━━━━━ DATA SHOWN

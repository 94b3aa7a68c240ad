//! Session service — the process-wide long-term signing identity.

use crate::crypto::IdentityKeyPair;

/// Holds the long-term signing key pair. Read-only after construction
/// (§5: "the session key pair is process-global and read-only after init").
#[derive(Clone)]
pub struct SessionService {
    identity: std::sync::Arc<IdentityKeyPair>,
    public_key: String,
}

impl SessionService {
    pub fn new(identity: IdentityKeyPair) -> Self {
        let public_key = identity.public_key_base64();
        Self {
            identity: std::sync::Arc::new(identity),
            public_key,
        }
    }

    pub fn identity(&self) -> &IdentityKeyPair {
        &self.identity
    }

    pub fn public_key(&self) -> &str {
        &self.public_key
    }
}

#[cfg(test)]
mod tests {
    use super::*;

    #[test]
    fn public_key_is_stable() {
        let session = SessionService::new(IdentityKeyPair::generate());
        assert_eq!(session.public_key(), session.public_key());
    }
}
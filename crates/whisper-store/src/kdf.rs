//! Password-based key derivation (§4.8): a fresh symmetric key is derived
//! for every write from `(password, per-write salt)`. Argon2id stands in
//! for the spec's "≥100,000 iterations" PBKDF2-shaped wording — its default
//! OWASP-recommended cost parameters (see DESIGN.md) exceed that target
//! while remaining memory-hard.

use argon2::Argon2;
use rand_core::{OsRng, RngCore};

use crate::error::{Error, Result};

pub const KEY_LEN: usize = 32;
pub const SALT_LEN: usize = 16;
pub const NONCE_LEN: usize = 12;

pub fn random_salt() -> [u8; SALT_LEN] {
    let mut salt = [0u8; SALT_LEN];
    OsRng.fill_bytes(&mut salt);
    salt
}

pub fn random_nonce() -> [u8; NONCE_LEN] {
    let mut nonce = [0u8; NONCE_LEN];
    OsRng.fill_bytes(&mut nonce);
    nonce
}

/// Derive the per-write symmetric key from the store password and a salt.
pub fn derive_key(password: &str, salt: &[u8]) -> Result<[u8; KEY_LEN]> {
    let mut key = [0u8; KEY_LEN];
    Argon2::default()
        .hash_password_into(password.as_bytes(), salt, &mut key)
        .map_err(|_| Error::StoreCorrupt)?;
    Ok(key)
}

/// sha256 of a logical identifier — tables and record ids are hashed before
/// use so storage never carries a plaintext identifier (§4.8).
pub fn hash_id(value: &str) -> String {
    use sha2::{Digest, Sha256};
    let digest = Sha256::digest(value.as_bytes());
    hex::encode(digest)
}

#[cfg(test)]
mod tests {
    use super::*;

    #[test]
    fn same_password_and_salt_derive_the_same_key() {
        let salt = random_salt();
        let a = derive_key("hunter2", &salt).unwrap();
        let b = derive_key("hunter2", &salt).unwrap();
        assert_eq!(a, b);
    }

    #[test]
    fn different_salts_derive_different_keys() {
        let a = derive_key("hunter2", &random_salt()).unwrap();
        let b = derive_key("hunter2", &random_salt()).unwrap();
        assert_ne!(a, b);
    }

    #[test]
    fn hash_id_is_stable_and_not_reversible_by_inspection() {
        assert_eq!(hash_id("connections"), hash_id("connections"));
        assert_ne!(hash_id("connections"), "connections");
    }
}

━━━━━━━━━━

YOUR INSTRUCTIONS: Copy down every line of the material above that includes the string "after".

RESPONSE TO THE TASK:
/// Holds the long-term signing key pair. Read-only after construction
/// (§5: "the session key pair is process-global and read-only after init").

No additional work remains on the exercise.